Oleh karena itu, untuk mengerti kekudusan, kita harus mengenal Allah. Seseorang yang tidak mengenal Allah tidak memiliki konsep kekudusan. Ini cara membedakan antara orang-orang yang mengenal Allah dan orang-orang yang tidak mengenal-Nya. Kita tidak bisa membedakan mereka melalui jabatan-jabatan denominasional mereka. Kita tidak bisa membedakan mereka melalui bahasa yang mereka gunakan, karena beberapa orang agamawan profesional menggunakan semua frasa-frasa agamawi dengan “benar.” Namun ketika kita menemukan seseorang yang memiliki konsep kekudusan, kita menemukan seseorang yang sudah bertemu Allah – karena tanpa Allah, tidak ada kekudusan.
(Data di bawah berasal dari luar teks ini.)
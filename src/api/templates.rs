//! Template registration and listing endpoints.

use axum::{
    extract::{rejection::JsonRejection, OriginalUri, Path, State},
    http::StatusCode,
    response::{IntoResponse, Response},
    Json,
};
use serde::Serialize;

use crate::error::AppError;
use crate::localization::{RegisterTemplateRequest, TemplateRecord};
use crate::server::AppState;

#[derive(Debug, Serialize)]
pub struct TemplateListResponse {
    pub templates: Vec<TemplateRecord>,
    pub total: usize,
}

/// POST /api/v1/templates - Register a template variant
#[tracing::instrument(name = "http.register_template", skip(state, payload))]
pub async fn register_template(
    State(state): State<AppState>,
    OriginalUri(uri): OriginalUri,
    payload: Result<Json<RegisterTemplateRequest>, JsonRejection>,
) -> Response {
    let result = async {
        let Json(request) = payload?;
        let record = state.message_service.register(request).await?;
        Ok::<_, AppError>(record)
    }
    .await;

    match result {
        Ok(record) => (StatusCode::CREATED, Json(record)).into_response(),
        Err(e) => state.error_response(e, uri.path()).await,
    }
}

/// GET /api/v1/templates/{templateId} - All locale variants of a template
#[tracing::instrument(name = "http.list_templates", skip(state))]
pub async fn list_templates(
    State(state): State<AppState>,
    OriginalUri(uri): OriginalUri,
    Path(template_id): Path<String>,
) -> Response {
    let result = match state.message_service.templates(&template_id).await {
        Ok(templates) if templates.is_empty() => {
            Err(AppError::NotFound(format!("template {}", template_id)))
        }
        Ok(templates) => Ok(templates),
        Err(e) => Err(AppError::from(e)),
    };

    match result {
        Ok(templates) => {
            let total = templates.len();
            Json(TemplateListResponse { templates, total }).into_response()
        }
        Err(e) => state.error_response(e, uri.path()).await,
    }
}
Seluruh pasal ketiga puluh Amsal – nubuat agak aneh oleh seseorang bernama Agur bin Yake dari Masa. Kita tidak tahu apa-apa mengenai Agur selain dari apa yang dikatakan mengenainya dalam pasal itu. Namun, dalam ayat-ayat berikut, Agur berkata pada dirinya: “Sebab aku ini lebih bodoh dari pada orang lain, [pengertian manusia] tidak ada padaku. Juga tidak kupelajari hikmat, sehingga tidak dapat kukenal yang Mahakudus” (Amsal 30:2-3).

Kita melihat, “mengenal yang Mahakudus” – mengenal Allah, Satu yang Kudus – esensial untuk mengenal kekudusan. Tidak jadi masalah seberapa berpendidikan atau berbudayanya seseorang, tanpa mengenal kekudusan, tingkah lakunya kasar.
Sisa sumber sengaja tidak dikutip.